What you have to do. Transcribe the records word for word, beginning with the first line and ending with the line that contains "pub fn new(config: DownloaderConfig)"; include nothing else.

*** Opening Record set ***

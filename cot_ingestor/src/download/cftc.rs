use std::num::NonZeroU32;
use std::sync::Arc;

use async_trait::async_trait;
use governor::{Quota, RateLimiter};
use nonzero_ext::nonzero;
use reqwest::Client;
use snafu::ResultExt;
use tracing::{error, info, warn};

use crate::download::{
    ClientBuildSnafu, DownloadError, DownloaderConfig, ExhaustedSnafu, HttpSnafu, ReportSource,
    StatusSnafu, archive::extract_tabular_member, current_period_path, year_archive_path,
};
use crate::models::report::Variant;

type DirectLimiter = RateLimiter<
    governor::state::NotKeyed,
    governor::state::InMemoryState,
    governor::clock::DefaultClock,
>;

/// Downloads report files from the CFTC file server.
pub struct CftcDownloader {
    client: Client,
    config: DownloaderConfig,
    rate_limiter: Arc<DirectLimiter>,
}

impl CftcDownloader {
    /// Builds a downloader with its own HTTP client.
    pub fn new(config: DownloaderConfig) -> Result<Self, DownloadError> {
        let client = Client::builder()
            .timeout(config.timeout)
            .user_agent(config.user_agent.clone())
            .build()
            .context(ClientBuildSnafu)?;
        let rps = NonZeroU32::new(config.requests_per_second).unwrap_or(nonzero!(5u32));
        let rate_limiter = Arc::new(RateLimiter::direct(Quota::per_second(rps)));
        Ok(Self {
            client,
            config,
            rate_limiter,
        })
    }

    /// The active configuration.
    pub fn config(&self) -> &DownloaderConfig {
        &self.config
    }

    fn url(&self, path: &str) -> String {
        format!("{}{}", self.config.base_url.trim_end_matches('/'), path)
    }

    /// One GET, no retries.
    async fn get_once(&self, url: &str) -> Result<Vec<u8>, DownloadError> {
        self.rate_limiter.until_ready().await;

        let response = self.client.get(url).send().await.context(HttpSnafu { url })?;
        let status = response.status();
        if !status.is_success() {
            return StatusSnafu {
                url,
                status: status.as_u16(),
            }
            .fail();
        }
        let body = response.bytes().await.context(HttpSnafu { url })?;
        Ok(body.to_vec())
    }

    /// GET with retries; attempt `n` is followed by a `backoff * n` pause.
    async fn get(&self, url: &str) -> Result<Vec<u8>, DownloadError> {
        let attempts = self.config.retries.max(1);
        let mut attempt = 1;
        loop {
            match self.get_once(url).await {
                Ok(body) => return Ok(body),
                Err(e) if attempt < attempts && e.is_transient() => {
                    warn!(attempt, attempts, %url, error = %e, "download attempt failed");
                    tokio::time::sleep(self.config.backoff * attempt).await;
                    attempt += 1;
                }
                Err(e) => {
                    error!(attempts = attempt, %url, error = %e, "download failed");
                    return Err(e).context(ExhaustedSnafu {
                        url,
                        attempts: attempt,
                    });
                }
            }
        }
    }
}

#[async_trait]
impl ReportSource for CftcDownloader {
    async fn fetch_year_archive(&self, variant: Variant, year: i32) -> Result<String, DownloadError> {
        let url = self.url(&year_archive_path(variant).replace("{year}", &year.to_string()));
        info!(%variant, year, %url, "downloading yearly archive");
        let bytes = self.get(&url).await?;
        extract_tabular_member(&bytes)
    }

    async fn fetch_current_period(&self, variant: Variant) -> Result<String, DownloadError> {
        let url = self.url(current_period_path(variant));
        info!(%variant, %url, "downloading current week");
        let bytes = self.get(&url).await?;
        let text = String::from_utf8_lossy(&bytes).into_owned();
        info!(%variant, chars = text.len(), "current week downloaded");
        Ok(text)
    }
}
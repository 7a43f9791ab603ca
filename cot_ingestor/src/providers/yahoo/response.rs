use serde::Deserialize;

#[derive(Debug, Deserialize)]
pub struct ChartResponse {
    pub chart: ChartResult,
}

#[derive(Debug, Deserialize)]
pub struct ChartResult {
    pub result: Option<Vec<ChartData>>,
    pub error: Option<ChartError>,
}

#[derive(Debug, Deserialize)]
pub struct ChartError {
    pub code: String,
    pub description: String,
}

#[derive(Debug, Deserialize)]
pub struct ChartData {
    pub timestamp: Option<Vec<i64>>,
    pub indicators: Indicators,
}

#[derive(Debug, Deserialize)]
pub struct Indicators {
    pub quote: Vec<QuoteData>,
}

#[derive(Debug, Deserialize)]
pub struct QuoteData {
    #[serde(default)]
    pub open: Vec<Option<f64>>,
    #[serde(default)]
    pub high: Vec<Option<f64>>,
    #[serde(default)]
    pub low: Vec<Option<f64>>,
    #[serde(default)]
    pub close: Vec<Option<f64>>,
    #[serde(default)]
    pub volume: Vec<Option<u64>>,
}
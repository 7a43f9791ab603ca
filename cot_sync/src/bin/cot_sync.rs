use std::path::PathBuf;
use std::process::ExitCode;

use anyhow::{Context, Result};
use clap::{Args, Parser, Subcommand};
use cot_ingestor::models::report::{ReportType, SubType, Variant};
use cot_sync::analytics::Calculator;
use cot_sync::config::SyncConfig;
use cot_sync::pipeline::{CancelToken, Pipeline, RunOptions, RunResult};
use cot_sync::service::ReadService;
use cot_sync::store::CotStore;
use serde::Serialize;
use tracing::{error, warn};
use tracing_subscriber::EnvFilter;

const EXIT_ALREADY_RUNNING: u8 = 2;

#[derive(Parser)]
#[command(version, about = "CFTC Commitments of Traders sync")]
struct Cli {
    /// TOML config file; defaults and environment apply without one.
    #[arg(long, global = true, value_name = "FILE")]
    config: Option<PathBuf>,

    #[command(subcommand)]
    cmd: Cmd,
}

#[derive(Subcommand)]
enum Cmd {
    /// Download, store, price and export.
    Run(RunArgs),
    /// Record counts per variant.
    Status,
    /// Markets of one variant.
    Markets(VariantArgs),
    /// Detail for one market.
    Market {
        code: String,
        #[command(flatten)]
        variant: VariantArgs,
    },
    /// Group definitions of a report type.
    Groups {
        #[arg(long, default_value = "legacy")]
        report_type: ReportType,
    },
}

#[derive(Args)]
struct RunArgs {
    /// Delete and re-ingest the selected variants.
    #[arg(long)]
    force: bool,
    #[arg(long)]
    report_type: Option<ReportType>,
    #[arg(long)]
    sub_type: Option<SubType>,
    /// Use cached prices when available.
    #[arg(long)]
    skip_prices: bool,
    /// Treat this as the current year.
    #[arg(long, value_name = "YYYY")]
    year: Option<i32>,
}

#[derive(Args)]
struct VariantArgs {
    #[arg(long, default_value = "legacy")]
    report_type: ReportType,
    #[arg(long, default_value = "fo")]
    sub_type: SubType,
}

impl VariantArgs {
    fn variant(&self) -> Variant {
        Variant::new(self.report_type, self.sub_type)
    }
}

fn print_json<T: Serialize + ?Sized>(value: &T) -> Result<()> {
    println!("{}", serde_json::to_string_pretty(value)?);
    Ok(())
}

fn read_service(config: &SyncConfig) -> Result<ReadService> {
    let store = CotStore::open(&config.db_path)?;
    Ok(ReadService::new(store, Calculator::new(config.analytics.clone())))
}

async fn run(config: &SyncConfig, args: RunArgs) -> Result<ExitCode> {
    let pipeline = Pipeline::from_config(config)?;
    let cancel = CancelToken::new();
    let on_signal = cancel.clone();
    tokio::spawn(async move {
        if tokio::signal::ctrl_c().await.is_ok() {
            warn!("interrupt received, finishing current step");
            on_signal.cancel();
        }
    });

    let options = RunOptions {
        force_reload: args.force,
        report_type: args.report_type,
        sub_type: args.sub_type,
        skip_prices: args.skip_prices,
        as_of_year: args.year,
    };
    let result = pipeline.run(&options, &cancel).await?;
    print_json(&result)?;
    Ok(match result {
        RunResult::Completed(_) => ExitCode::SUCCESS,
        RunResult::AlreadyRunning { .. } => ExitCode::from(EXIT_ALREADY_RUNNING),
    })
}

async fn dispatch(cli: Cli) -> Result<ExitCode> {
    let config = SyncConfig::load(cli.config.as_deref()).context("loading configuration")?;

    match cli.cmd {
        Cmd::Run(args) => return run(&config, args).await,
        Cmd::Status => print_json(&read_service(&config)?.status()?)?,
        Cmd::Markets(args) => print_json(&read_service(&config)?.markets(args.variant())?)?,
        Cmd::Market { code, variant } => {
            let detail = read_service(&config)?.market_detail(&code, variant.variant(), None)?;
            match detail {
                Some(detail) => print_json(&detail)?,
                None => anyhow::bail!("no data for market {code} in {}", variant.variant()),
            }
        }
        Cmd::Groups { report_type } => print_json(ReadService::groups(report_type))?,
    }
    Ok(ExitCode::SUCCESS)
}

#[tokio::main]
async fn main() -> ExitCode {
    tracing_subscriber::fmt()
        .with_env_filter(
            EnvFilter::try_from_default_env().unwrap_or_else(|_| EnvFilter::new("info")),
        )
        .with_writer(std::io::stderr)
        .init();

    let cli = Cli::parse();
    match dispatch(cli).await {
        Ok(code) => code,
        Err(err) => {
            error!("{err:#}");
            ExitCode::FAILURE
        }
    }
}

*** Closing Record set ***

Exercise result.
filename cot_ingestor/src/download/cftc.rs
use std::num::NonZeroU32;
use std::sync::Arc;

use async_trait::async_trait;
use governor::{Quota, RateLimiter};
use nonzero_ext::nonzero;
use reqwest::Client;
use snafu::ResultExt;
use tracing::{error, info, warn};

use crate::download::{
    ClientBuildSnafu, DownloadError, DownloaderConfig, ExhaustedSnafu, HttpSnafu, ReportSource,
    StatusSnafu, archive::extract_tabular_member, current_period_path, year_archive_path,
};
use crate::models::report::Variant;

type DirectLimiter = RateLimiter<
    governor::state::NotKeyed,
    governor::state::InMemoryState,
    governor::clock::DefaultClock,
>;

/// Downloads report files from the CFTC file server.
pub struct CftcDownloader {
    client: Client,
    config: DownloaderConfig,
    rate_limiter: Arc<DirectLimiter>,
}

impl CftcDownloader {
    /// Builds a downloader with its own HTTP client.
    pub fn new(config: DownloaderConfig) -> Result<Self, DownloadError> {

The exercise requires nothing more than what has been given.